No agreement has been made to avert a government shutdown and parks will be forced to close without funding.

High water levels in the Gardner River erode Yellowstone National Park's North Entrance Road, where the park was closed due to heavy flooding, rockslides, extremely hazardous conditions near Gardiner, Montana, U.S. June 13, 2022.  National Park Service/Handout via REUTERS.  THIS IMAGE HAS BEEN SUPPLIED BY A THIRD PARTY.

Lawmakers exceeded the time limit to approve or extend funding across 12 appropriations bills to keep the whole of government operations working, meaning a government shutdown will happen on Monday. Government agencies will need to cut operations and hundreds of thousands of government employees going without pay while many others will be furloughed.

That would include staff and services at the national parks. The question is whether America’s natural jewels and monuments will remain open or have to close. Either way, local economies around the parks that rely on visitors will most likely be impacted as well.

Would national parks close if the government goes into shutdown?

While the potential repercussions of a shutdown are myriad, it will mean that federally-maintained sites like national parks would be forced to close in the coming days.

National parks are not required by any rule or law to close but the Antideficiency Act “prohibits federal agencies from obligating or expending federal funds in advance or in excess of an appropriation, and from accepting voluntary services.”

That means that staffing levels would have to be reduced to only essential personnel and services from vendors would be cut. Past shutdowns could give an idea of what might happen this time around.

Keeping national parks open can result in damage to the nation’s heritage

The 16-day government shutdown of 2013 saw Jon Jarvis, then-NPS Director, take the decision to close the parks in order to prevent damage to them. The move immediately became front-page news and he was brought before Congress to justify his decision. However, everyone, from President Obama, down came under criticism.

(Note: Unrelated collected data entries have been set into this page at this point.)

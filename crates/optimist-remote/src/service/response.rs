//! Remote response types.

use optimist_core::EntityId;
use serde::{Deserialize, Serialize};
use serde_json::Value;

use crate::error::RemoteError;

/// A successful answer from the remote service.
#[derive(Debug, Clone, PartialEq, Serialize, Deserialize)]
#[serde(tag = "type", content = "data", rename_all = "camelCase")]
pub enum RemoteResponse {
    /// The canonical post-mutation entity (or `null` after a delete).
    Entity(Value),
    /// Per-identifier outcome of a bulk operation.
    Bulk(BulkReport),
}

impl RemoteResponse {
    /// Returns the entity of an `Entity` response.
    pub fn into_entity(self) -> Result<Value, RemoteError> {
        match self {
            RemoteResponse::Entity(value) => Ok(value),
            RemoteResponse::Bulk(_) => Err(RemoteError::MalformedResponse(
                "expected an entity, got a bulk report".to_string(),
            )),
        }
    }
}

/// A failed identifier within a bulk operation.
#[derive(Debug, Clone, PartialEq, Eq, Serialize, Deserialize)]
pub struct BulkFailure {
    pub id: EntityId,
    pub message: String,
}

/// Outcome of a bulk operation, per identifier.
#[derive(Debug, Clone, Default, PartialEq, Serialize, Deserialize)]
pub struct BulkReport {
    /// Identifiers the service applied the action to.
    pub succeeded: Vec<EntityId>,
    /// Identifiers the service refused.
    pub failed: Vec<BulkFailure>,
    /// Canonical entities after the action, when the service returns them.
    #[serde(default)]
    pub entities: Vec<Value>,
}

impl BulkReport {
    /// A report where every identifier succeeded.
    pub fn all_succeeded(ids: &[EntityId]) -> Self {
        Self {
            succeeded: ids.to_vec(),
            failed: Vec::new(),
            entities: Vec::new(),
        }
    }

    /// Returns true if no identifier failed.
    pub fn is_complete(&self) -> bool {
        self.failed.is_empty()
    }

    /// Converts an incomplete report into `RemoteError::PartialFailure`.
    pub fn into_result(self) -> Result<BulkReport, RemoteError> {
        if self.is_complete() {
            return Ok(self);
        }
        Err(RemoteError::PartialFailure {
            succeeded: self.succeeded,
            failed: self.failed.into_iter().map(|f| f.id).collect(),
        })
    }
}
//! Remote service abstraction.
//!
//! This module defines the trait the engine calls to apply a mutation
//! remotely, together with the operation and response types.

mod operation;
mod response;
mod traits;

pub use operation::{OperationName, RemoteOperation};
pub use response::{BulkFailure, BulkReport, RemoteResponse};
pub use traits::RemoteService;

The incident played a major role in a senior member of the Trump administration authoring a “contingency plan” prior to the 2018-2019 government shutdown which ended up keeping the national parks open, but at a cost. During that 35-day shutdown, the longest ever, the parks did stay open but with only a skeleton crew and services like maintenance and garbage collection were halted.

This resulted in numerous problems from trash piling up to damage of sites and theft of artifacts as the number of visitors was surging at the time. Later, the Government Accountability Office (GAO) ruled the action illegal, but that opinion wasn’t legally binding. The White House had used funds from previously collected, but as yet unspent entrance fees to keep the limited park operations running.

It’s not clear what the Biden Administration will do when the shutdown begins. Jarvis told Outside Magazine that he thinks that the White House would be making the right decision if they closed the national parks. While not a cure-all for the damage that could occur, it would help prevent much of what has been seen, some of it long-term or even permanent, resulting during past shutdowns.